Was auch immer Ihr Modell antreiben mag – folgende Gründe, sich vor Ihnen auszuziehen, hat sie ganz sicher nicht, auch wenn sich das so mancher Kerl erträumen mag: zu wenig Sex, zu wenig Aufmerksamkeit, zu wenig Liebe. Ausnahmen von dieser Regel sind nur vorstellbar, wenn Sie genau so sind und aussehen wie Brad Pitt oder George Clooney. Aber wer tut das schon?
Fraternisierungsverbot
„Das Berühren der Figüren mit den Pfoten ist verboten!“ – Dies war die erste und wichtigste Regel, die ich lernte, als ich vor mehr als drei Jahrzehnten als Assistent bei einem Modefotografen anheuerte. Er erläuterte mir auch gleich, dass der Begriff „Pfoten“ ebenso sämtliche anderen Körperteile einschloss, die ich regelmäßig bei mir trug. An dieses Gebot habe ich mich bis heute gehalten.

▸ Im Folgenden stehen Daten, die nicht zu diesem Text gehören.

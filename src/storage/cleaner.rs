//! Retention cleaner: periodic range deletes
//!
//! Aggregations are kept for 2 hours past their last fill, signal rows for
//! 7 days. Delete failures are logged and retried on the next pass.

use std::sync::Arc;
use std::time::Duration;

use chrono::Utc;
use tokio::time::{interval, MissedTickBehavior};
use tracing::{info, warn};

use super::MonitorStorage;

const CLEAN_INTERVAL: Duration = Duration::from_secs(10 * 60);
const AGGREGATION_RETENTION_HOURS: i64 = 2;
const SIGNAL_RETENTION_DAYS: i64 = 7;

pub struct DataCleaner {
    storage: Arc<dyn MonitorStorage>,
}

impl DataCleaner {
    pub fn new(storage: Arc<dyn MonitorStorage>) -> Self {
        Self { storage }
    }

    pub async fn run(self) {
        let mut ticker = interval(CLEAN_INTERVAL);
        ticker.set_missed_tick_behavior(MissedTickBehavior::Skip);
        loop {
            ticker.tick().await;
            self.sweep().await;
        }
    }

    async fn sweep(&self) {
        let now = Utc::now();

        match self
            .storage
            .delete_aggregations_older_than(now - chrono::Duration::hours(AGGREGATION_RETENTION_HOURS))
            .await
        {
            Ok(0) => {}
            Ok(deleted) => info!(deleted, "Expired order aggregations cleaned"),
            Err(e) => warn!(error = %e, "Aggregation retention sweep failed"),
        }

        match self
            .storage
            .delete_signals_older_than(now - chrono::Duration::days(SIGNAL_RETENTION_DAYS))
            .await
        {
            Ok(0) => {}
            Ok(deleted) => info!(deleted, "Expired signal rows cleaned"),
            Err(e) => warn!(error = %e, "Signal retention sweep failed"),
        }
    }
}
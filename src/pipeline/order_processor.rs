//! Order aggregation engine
//!
//! Fills accumulate per (address, order id, direction) until a terminal
//! status or a timeout flushes them as one signal. Status frames may beat
//! their fills across channels; the status tracker bridges that race.
//! Publish failures leave the aggregation open so the next trigger
//! retries; the dedup cache is marked before the pending entry is deleted,
//! which is what makes emission at-most-once.
//!
//! Per-aggregation state machine: INIT -> OPEN -> FLUSHING -> SENT. A
//! failed publish drops FLUSHING back to OPEN.

use std::collections::{HashMap, HashSet};
use std::sync::atomic::{AtomicU64, Ordering};
use std::sync::Arc;
use std::time::Instant;

use parking_lot::{Mutex, RwLock};
use serde::Serialize;
use tokio::sync::mpsc;
use tokio::sync::Semaphore;
use tokio::time::{interval, MissedTickBehavior};
use tracing::{debug, info, warn};

use super::dedup::DedupCache;
use super::queue::{MessageHandler, MonitorMessage};
use super::status_tracker::OrderStatusTracker;
use crate::bus::SignalPublisher;
use crate::caches::{PositionBalanceCache, SymbolCache};
use crate::config::AggregationConfig;
use crate::models::{now_ms, Direction, Fill, OrderAggregationRow, Signal};
use crate::storage::{BatchItem, BatchWriter, MonitorStorage};

#[derive(Debug, Clone, Copy, PartialEq, Eq)]
pub enum FlushTrigger {
    Status,
    Timeout,
    Manual,
}

impl FlushTrigger {
    pub fn as_str(&self) -> &'static str {
        match self {
            FlushTrigger::Status => "status",
            FlushTrigger::Timeout => "timeout",
            FlushTrigger::Manual => "manual",
        }
    }
}

#[derive(Debug, Clone)]
struct FlushRequest {
    key: String,
    trigger: FlushTrigger,
    status: String,
}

Sie sollten dies ebenfalls tun, möchten Sie nicht Ihren Ruf als Fotograf und Ihre Ehe oder Beziehung gleich mit ruinieren. Als Aktfotograf ist stets der Gentleman gefordert, nie der Playboy. Man behandelt sein Modell freundlich und zuvorkommend, behält aber eine gewisse Distanz bei, sowohl räumlich als auch in der Kommunikation. Apropos Kommunikation: Ein lockerer sprachlicher Umgang miteinander sollte nicht in „Gossensprache“ ausarten. Achten Sie also auf Ihr Vokabular!
Canon EOS-1DC 70 MM :: F/2.8 :: 1/160 S :: ISO 800
Vorbildliche Haltungsnoten für den Autor und sein Modell Bionda S. (Foto: Pete Ruppert
Bewahren Sie Haltung
Bewahren Sie Ruhe! Konzentrieren Sie sich auf Ihre Technik, auf Ihre Aufnahmen! Lassen Sie das Kopfkino ausgeschaltet, zumindest so lange, bis Ihr Modell gegangen ist. Im Grunde genommen müssen Sie einfach nur ignorieren, dass die Dame oder der Herr vor Ihrer Kamera nichts oder nur wenig anhat. Das mag anfangs nicht ganz einfach sein, wenn die Hormone durch die Hypophyse rauschen, aber man gewöhnt sich daran.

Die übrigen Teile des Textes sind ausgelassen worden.